### [Required action]
Repeat, line for line, the entries below from the first line to the line containing "pub const BUTTON_MAIL_GPIO: i32 = 16;", counting both ends.

### [Material supplied]
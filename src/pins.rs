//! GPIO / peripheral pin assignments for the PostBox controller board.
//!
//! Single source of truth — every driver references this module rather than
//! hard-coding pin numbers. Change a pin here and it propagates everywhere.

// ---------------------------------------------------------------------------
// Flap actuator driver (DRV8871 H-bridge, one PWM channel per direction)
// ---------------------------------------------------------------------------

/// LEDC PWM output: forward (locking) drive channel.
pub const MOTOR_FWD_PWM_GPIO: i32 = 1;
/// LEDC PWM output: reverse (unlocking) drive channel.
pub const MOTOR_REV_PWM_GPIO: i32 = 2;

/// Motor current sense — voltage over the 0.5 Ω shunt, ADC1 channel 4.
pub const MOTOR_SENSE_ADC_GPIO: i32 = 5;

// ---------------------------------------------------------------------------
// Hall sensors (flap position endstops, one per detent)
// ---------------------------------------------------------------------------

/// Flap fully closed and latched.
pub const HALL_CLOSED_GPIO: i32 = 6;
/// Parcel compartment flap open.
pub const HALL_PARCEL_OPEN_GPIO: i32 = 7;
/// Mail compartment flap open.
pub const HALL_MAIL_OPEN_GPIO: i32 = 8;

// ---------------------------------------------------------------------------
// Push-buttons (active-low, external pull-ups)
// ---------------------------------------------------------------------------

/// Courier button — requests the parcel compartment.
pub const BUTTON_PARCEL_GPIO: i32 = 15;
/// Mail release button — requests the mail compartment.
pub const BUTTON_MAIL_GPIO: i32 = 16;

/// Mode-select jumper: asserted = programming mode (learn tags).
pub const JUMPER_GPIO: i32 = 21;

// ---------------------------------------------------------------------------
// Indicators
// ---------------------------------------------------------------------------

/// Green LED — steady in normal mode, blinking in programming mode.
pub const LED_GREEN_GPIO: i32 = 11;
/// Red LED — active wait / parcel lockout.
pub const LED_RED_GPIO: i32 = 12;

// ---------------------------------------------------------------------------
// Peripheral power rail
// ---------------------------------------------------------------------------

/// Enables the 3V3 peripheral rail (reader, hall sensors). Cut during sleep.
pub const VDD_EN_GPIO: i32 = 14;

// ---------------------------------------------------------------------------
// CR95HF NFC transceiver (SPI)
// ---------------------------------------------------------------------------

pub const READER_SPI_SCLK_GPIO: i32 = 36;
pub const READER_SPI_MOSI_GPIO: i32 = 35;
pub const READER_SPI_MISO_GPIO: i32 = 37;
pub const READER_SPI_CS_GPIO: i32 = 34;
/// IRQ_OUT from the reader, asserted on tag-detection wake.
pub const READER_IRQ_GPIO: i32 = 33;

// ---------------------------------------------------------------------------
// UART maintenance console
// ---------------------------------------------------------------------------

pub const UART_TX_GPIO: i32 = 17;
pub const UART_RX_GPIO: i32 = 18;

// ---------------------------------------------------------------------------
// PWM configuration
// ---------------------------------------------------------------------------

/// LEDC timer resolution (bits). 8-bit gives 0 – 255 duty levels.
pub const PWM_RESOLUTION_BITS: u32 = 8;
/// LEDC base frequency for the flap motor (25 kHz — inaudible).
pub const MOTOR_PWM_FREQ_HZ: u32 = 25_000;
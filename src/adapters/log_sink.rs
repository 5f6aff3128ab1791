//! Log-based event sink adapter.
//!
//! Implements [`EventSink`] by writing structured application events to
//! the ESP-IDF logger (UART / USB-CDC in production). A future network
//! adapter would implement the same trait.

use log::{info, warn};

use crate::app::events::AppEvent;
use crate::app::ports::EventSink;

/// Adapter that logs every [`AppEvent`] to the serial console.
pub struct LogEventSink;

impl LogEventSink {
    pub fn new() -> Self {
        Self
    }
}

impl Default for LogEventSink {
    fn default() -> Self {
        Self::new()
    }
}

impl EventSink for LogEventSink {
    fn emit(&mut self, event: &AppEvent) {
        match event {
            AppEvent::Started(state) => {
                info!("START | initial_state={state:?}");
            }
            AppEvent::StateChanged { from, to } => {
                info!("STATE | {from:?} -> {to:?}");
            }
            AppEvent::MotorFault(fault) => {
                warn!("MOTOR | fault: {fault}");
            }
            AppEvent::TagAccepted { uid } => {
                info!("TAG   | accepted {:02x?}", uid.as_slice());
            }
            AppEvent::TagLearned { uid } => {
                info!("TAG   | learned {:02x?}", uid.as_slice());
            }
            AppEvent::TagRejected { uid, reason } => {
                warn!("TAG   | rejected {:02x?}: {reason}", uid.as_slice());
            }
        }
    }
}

### [Response to the task]
filename src/pins.rs
//! GPIO / peripheral pin assignments for the PostBox controller board.
//!
//! Single source of truth — every driver references this module rather than
//! hard-coding pin numbers. Change a pin here and it propagates everywhere.

// ---------------------------------------------------------------------------
// Flap actuator driver (DRV8871 H-bridge, one PWM channel per direction)
// ---------------------------------------------------------------------------

/// LEDC PWM output: forward (locking) drive channel.
pub const MOTOR_FWD_PWM_GPIO: i32 = 1;
/// LEDC PWM output: reverse (unlocking) drive channel.
pub const MOTOR_REV_PWM_GPIO: i32 = 2;

/// Motor current sense — voltage over the 0.5 Ω shunt, ADC1 channel 4.
pub const MOTOR_SENSE_ADC_GPIO: i32 = 5;

// ---------------------------------------------------------------------------
// Hall sensors (flap position endstops, one per detent)
// ---------------------------------------------------------------------------

/// Flap fully closed and latched.
pub const HALL_CLOSED_GPIO: i32 = 6;
/// Parcel compartment flap open.
pub const HALL_PARCEL_OPEN_GPIO: i32 = 7;
/// Mail compartment flap open.
pub const HALL_MAIL_OPEN_GPIO: i32 = 8;

// ---------------------------------------------------------------------------
// Push-buttons (active-low, external pull-ups)
// ---------------------------------------------------------------------------

/// Courier button — requests the parcel compartment.
pub const BUTTON_PARCEL_GPIO: i32 = 15;
/// Mail release button — requests the mail compartment.
pub const BUTTON_MAIL_GPIO: i32 = 16;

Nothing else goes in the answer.